Among the entries below, tally the lines that include "injected", and give the number alone.

+++ Records to process

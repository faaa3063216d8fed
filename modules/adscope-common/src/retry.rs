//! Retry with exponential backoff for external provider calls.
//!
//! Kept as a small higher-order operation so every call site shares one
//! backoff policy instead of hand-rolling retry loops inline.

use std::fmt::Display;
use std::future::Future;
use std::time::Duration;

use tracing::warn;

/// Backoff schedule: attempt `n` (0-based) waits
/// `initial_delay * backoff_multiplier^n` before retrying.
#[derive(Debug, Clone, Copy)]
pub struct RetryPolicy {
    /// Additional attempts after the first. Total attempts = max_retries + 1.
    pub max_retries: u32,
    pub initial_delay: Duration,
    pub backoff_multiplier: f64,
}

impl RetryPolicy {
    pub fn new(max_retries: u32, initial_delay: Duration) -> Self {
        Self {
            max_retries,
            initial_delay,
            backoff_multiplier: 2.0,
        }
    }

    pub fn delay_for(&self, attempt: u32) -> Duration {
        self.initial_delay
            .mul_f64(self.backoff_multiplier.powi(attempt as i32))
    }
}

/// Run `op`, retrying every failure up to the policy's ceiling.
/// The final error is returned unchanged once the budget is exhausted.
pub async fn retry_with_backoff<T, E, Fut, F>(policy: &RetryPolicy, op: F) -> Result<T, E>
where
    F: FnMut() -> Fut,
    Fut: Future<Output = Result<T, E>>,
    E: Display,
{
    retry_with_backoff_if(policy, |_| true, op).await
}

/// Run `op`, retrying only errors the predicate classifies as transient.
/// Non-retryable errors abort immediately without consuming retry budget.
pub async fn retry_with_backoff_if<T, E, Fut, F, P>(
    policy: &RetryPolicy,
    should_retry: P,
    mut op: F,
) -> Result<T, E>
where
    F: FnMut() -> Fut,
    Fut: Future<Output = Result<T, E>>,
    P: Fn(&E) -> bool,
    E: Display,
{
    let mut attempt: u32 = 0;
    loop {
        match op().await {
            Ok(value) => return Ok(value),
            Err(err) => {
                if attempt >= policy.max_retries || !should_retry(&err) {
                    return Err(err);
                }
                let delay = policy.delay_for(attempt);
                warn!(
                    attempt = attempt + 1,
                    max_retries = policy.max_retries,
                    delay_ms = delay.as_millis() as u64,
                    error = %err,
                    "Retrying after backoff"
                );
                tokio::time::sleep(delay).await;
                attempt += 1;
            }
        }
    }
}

++++++
+++ Records to process

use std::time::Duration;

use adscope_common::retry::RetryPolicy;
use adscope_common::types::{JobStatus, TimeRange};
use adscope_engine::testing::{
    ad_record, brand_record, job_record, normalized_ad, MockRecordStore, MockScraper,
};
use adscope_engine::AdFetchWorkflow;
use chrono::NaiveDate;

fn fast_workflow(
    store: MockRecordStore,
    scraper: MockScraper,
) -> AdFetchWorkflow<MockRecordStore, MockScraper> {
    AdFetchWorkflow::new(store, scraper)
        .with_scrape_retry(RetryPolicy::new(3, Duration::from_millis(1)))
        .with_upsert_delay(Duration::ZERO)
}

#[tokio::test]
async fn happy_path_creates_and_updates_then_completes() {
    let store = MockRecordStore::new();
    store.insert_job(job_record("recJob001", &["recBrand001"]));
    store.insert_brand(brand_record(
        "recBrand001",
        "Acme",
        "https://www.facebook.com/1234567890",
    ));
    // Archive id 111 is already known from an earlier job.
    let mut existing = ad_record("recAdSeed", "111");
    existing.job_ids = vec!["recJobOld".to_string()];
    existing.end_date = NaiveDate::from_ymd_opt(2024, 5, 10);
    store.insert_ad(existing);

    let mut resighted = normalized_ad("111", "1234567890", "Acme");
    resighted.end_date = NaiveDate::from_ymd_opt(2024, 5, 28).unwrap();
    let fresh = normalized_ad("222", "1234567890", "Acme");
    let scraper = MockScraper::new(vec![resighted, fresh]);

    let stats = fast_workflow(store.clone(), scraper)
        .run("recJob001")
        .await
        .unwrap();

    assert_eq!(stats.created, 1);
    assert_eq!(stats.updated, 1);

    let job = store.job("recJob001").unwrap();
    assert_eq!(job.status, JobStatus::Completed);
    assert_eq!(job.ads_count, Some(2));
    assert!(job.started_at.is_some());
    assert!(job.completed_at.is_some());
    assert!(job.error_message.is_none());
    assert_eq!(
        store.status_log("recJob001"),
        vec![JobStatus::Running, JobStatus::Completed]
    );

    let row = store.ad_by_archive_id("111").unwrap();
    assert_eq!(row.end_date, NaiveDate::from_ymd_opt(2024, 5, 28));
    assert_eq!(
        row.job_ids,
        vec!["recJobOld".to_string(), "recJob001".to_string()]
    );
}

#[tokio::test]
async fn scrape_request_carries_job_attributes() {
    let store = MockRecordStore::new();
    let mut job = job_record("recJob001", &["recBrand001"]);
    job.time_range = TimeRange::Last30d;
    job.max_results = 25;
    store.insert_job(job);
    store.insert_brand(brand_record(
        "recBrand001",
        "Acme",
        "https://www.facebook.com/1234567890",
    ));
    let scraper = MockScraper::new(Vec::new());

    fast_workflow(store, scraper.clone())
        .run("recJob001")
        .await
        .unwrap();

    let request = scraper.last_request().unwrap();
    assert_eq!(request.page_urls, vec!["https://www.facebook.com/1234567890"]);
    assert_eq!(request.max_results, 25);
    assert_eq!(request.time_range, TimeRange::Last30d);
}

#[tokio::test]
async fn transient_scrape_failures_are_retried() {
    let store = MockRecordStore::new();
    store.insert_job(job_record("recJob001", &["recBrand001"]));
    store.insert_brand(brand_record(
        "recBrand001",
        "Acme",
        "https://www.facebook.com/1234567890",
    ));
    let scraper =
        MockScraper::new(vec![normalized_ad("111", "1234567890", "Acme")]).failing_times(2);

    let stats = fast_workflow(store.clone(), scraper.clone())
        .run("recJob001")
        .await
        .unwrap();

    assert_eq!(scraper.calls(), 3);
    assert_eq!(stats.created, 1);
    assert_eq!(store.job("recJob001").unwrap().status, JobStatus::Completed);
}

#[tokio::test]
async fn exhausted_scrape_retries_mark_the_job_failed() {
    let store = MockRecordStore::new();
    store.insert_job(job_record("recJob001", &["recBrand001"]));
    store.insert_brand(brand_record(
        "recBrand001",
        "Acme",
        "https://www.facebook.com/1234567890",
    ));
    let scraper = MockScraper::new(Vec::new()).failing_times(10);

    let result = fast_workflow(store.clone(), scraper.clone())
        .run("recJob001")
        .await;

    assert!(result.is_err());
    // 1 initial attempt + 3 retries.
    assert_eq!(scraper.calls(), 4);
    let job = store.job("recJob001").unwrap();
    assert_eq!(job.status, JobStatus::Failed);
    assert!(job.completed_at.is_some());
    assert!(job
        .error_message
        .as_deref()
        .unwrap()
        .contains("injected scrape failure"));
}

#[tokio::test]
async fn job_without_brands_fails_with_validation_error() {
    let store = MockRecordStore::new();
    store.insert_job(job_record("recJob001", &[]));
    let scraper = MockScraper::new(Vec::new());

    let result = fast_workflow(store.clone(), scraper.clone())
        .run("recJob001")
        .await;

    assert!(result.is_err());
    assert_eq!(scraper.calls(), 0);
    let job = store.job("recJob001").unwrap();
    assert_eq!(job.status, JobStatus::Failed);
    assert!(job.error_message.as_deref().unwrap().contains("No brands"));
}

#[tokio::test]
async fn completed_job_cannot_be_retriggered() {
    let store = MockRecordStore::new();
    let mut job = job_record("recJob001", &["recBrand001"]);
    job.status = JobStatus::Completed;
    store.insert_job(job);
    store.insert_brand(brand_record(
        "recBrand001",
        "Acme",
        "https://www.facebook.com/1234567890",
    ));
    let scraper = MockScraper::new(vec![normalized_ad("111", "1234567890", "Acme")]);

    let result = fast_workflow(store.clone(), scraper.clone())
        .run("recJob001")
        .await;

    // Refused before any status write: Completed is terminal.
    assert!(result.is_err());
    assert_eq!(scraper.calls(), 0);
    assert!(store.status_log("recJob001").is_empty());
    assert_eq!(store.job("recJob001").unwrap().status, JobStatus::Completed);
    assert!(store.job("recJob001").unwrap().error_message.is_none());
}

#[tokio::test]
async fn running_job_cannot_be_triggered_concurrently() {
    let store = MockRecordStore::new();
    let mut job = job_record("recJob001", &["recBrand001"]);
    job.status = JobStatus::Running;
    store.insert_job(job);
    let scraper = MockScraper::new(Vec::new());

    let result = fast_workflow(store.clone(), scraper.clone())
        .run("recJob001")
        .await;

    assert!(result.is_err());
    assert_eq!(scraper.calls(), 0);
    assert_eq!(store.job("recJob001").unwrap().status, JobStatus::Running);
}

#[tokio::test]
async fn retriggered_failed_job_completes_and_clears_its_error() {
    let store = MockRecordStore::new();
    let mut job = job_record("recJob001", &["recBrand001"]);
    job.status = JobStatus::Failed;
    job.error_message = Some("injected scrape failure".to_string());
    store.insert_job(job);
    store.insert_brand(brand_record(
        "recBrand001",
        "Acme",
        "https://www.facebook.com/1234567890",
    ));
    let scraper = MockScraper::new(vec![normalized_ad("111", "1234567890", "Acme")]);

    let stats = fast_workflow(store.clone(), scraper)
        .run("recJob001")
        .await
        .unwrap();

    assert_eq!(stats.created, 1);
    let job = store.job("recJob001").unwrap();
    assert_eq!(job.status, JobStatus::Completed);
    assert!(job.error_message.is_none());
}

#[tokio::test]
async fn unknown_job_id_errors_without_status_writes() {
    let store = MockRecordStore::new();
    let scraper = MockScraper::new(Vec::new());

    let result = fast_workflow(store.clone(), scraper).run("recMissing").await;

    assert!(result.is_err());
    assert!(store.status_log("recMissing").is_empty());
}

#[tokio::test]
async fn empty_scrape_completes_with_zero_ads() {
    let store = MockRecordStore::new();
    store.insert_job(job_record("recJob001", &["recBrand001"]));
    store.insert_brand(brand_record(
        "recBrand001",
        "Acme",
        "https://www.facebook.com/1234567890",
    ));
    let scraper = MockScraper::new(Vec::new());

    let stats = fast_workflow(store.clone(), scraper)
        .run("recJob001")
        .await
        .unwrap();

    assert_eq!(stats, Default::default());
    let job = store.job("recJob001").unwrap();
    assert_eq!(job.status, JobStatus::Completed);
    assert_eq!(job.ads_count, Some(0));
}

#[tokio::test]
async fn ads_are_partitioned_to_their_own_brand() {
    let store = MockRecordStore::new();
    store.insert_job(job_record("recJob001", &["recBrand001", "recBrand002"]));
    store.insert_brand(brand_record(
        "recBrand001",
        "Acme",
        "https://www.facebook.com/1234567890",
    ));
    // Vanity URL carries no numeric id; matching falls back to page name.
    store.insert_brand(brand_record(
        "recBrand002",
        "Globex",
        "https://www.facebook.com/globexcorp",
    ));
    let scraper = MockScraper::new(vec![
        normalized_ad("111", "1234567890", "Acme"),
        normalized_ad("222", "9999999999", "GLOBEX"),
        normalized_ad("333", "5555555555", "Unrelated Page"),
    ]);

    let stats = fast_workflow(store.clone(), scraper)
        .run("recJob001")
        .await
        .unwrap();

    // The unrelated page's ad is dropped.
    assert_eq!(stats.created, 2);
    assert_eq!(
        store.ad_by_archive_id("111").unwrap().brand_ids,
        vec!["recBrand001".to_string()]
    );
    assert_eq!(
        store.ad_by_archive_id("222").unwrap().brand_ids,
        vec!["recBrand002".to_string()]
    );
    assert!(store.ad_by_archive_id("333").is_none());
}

++++++
+++ Records to process

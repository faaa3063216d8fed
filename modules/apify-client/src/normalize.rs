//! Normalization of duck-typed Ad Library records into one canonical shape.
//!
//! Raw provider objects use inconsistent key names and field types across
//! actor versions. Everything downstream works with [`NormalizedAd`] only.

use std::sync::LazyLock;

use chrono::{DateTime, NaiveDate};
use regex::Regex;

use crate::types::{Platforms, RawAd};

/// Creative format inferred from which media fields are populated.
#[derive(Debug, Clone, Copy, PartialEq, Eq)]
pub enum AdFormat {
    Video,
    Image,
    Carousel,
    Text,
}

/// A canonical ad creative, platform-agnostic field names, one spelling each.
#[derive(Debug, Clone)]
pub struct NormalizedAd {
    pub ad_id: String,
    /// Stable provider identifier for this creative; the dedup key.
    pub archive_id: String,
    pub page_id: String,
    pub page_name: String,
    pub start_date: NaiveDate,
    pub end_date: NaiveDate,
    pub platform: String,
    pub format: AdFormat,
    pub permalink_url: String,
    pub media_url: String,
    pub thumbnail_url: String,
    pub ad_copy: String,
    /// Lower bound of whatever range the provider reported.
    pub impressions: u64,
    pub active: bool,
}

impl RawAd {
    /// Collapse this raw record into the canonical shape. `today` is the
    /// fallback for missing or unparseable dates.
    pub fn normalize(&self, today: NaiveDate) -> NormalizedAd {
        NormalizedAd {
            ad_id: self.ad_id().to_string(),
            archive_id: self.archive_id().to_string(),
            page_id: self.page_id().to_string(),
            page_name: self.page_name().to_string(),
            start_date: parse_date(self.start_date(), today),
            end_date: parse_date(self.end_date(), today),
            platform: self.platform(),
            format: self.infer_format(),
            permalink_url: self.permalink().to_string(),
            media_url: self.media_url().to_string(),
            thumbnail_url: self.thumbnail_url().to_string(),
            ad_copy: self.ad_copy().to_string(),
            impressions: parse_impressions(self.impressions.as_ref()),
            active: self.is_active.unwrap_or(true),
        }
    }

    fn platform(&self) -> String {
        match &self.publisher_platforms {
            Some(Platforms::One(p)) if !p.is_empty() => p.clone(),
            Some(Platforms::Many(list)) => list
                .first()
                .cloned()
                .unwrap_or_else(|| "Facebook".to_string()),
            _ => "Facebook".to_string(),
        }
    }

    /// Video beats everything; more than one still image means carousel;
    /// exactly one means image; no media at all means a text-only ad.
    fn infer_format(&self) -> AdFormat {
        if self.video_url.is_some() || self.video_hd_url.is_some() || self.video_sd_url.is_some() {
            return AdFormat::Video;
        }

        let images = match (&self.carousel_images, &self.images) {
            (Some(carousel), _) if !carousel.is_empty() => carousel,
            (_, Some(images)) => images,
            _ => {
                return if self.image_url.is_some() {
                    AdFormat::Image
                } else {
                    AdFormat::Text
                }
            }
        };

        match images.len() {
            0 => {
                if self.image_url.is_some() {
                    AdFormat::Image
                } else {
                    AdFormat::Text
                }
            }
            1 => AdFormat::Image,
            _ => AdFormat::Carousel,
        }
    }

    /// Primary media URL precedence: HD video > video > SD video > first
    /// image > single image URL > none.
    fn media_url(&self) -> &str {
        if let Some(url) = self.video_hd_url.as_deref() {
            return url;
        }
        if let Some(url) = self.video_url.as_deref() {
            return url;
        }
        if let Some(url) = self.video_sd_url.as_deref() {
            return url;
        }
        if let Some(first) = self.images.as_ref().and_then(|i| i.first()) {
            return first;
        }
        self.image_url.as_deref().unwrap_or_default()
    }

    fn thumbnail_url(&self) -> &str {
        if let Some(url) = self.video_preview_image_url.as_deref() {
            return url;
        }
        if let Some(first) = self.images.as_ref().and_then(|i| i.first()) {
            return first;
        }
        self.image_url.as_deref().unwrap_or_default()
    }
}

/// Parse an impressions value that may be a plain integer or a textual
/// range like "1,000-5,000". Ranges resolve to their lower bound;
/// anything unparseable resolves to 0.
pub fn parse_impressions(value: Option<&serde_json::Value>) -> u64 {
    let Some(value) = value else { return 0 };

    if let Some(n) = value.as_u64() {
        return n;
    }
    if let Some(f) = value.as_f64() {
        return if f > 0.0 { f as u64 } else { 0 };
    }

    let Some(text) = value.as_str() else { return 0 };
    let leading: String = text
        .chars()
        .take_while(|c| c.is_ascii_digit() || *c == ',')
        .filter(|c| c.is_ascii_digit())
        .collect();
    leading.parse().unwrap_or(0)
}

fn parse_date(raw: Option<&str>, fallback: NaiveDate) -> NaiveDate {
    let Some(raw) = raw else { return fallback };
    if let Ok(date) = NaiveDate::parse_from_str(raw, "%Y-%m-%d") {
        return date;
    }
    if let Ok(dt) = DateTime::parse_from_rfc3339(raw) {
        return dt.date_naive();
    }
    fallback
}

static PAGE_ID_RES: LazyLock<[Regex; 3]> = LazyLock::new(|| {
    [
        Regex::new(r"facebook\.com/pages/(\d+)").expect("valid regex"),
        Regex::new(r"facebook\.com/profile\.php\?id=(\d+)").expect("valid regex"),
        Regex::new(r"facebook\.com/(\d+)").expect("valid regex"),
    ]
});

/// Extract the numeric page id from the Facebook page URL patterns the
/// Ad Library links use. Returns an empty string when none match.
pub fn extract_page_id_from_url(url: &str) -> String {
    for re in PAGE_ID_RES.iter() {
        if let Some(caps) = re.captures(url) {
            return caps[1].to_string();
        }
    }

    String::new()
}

++++++

**Written answer**. 2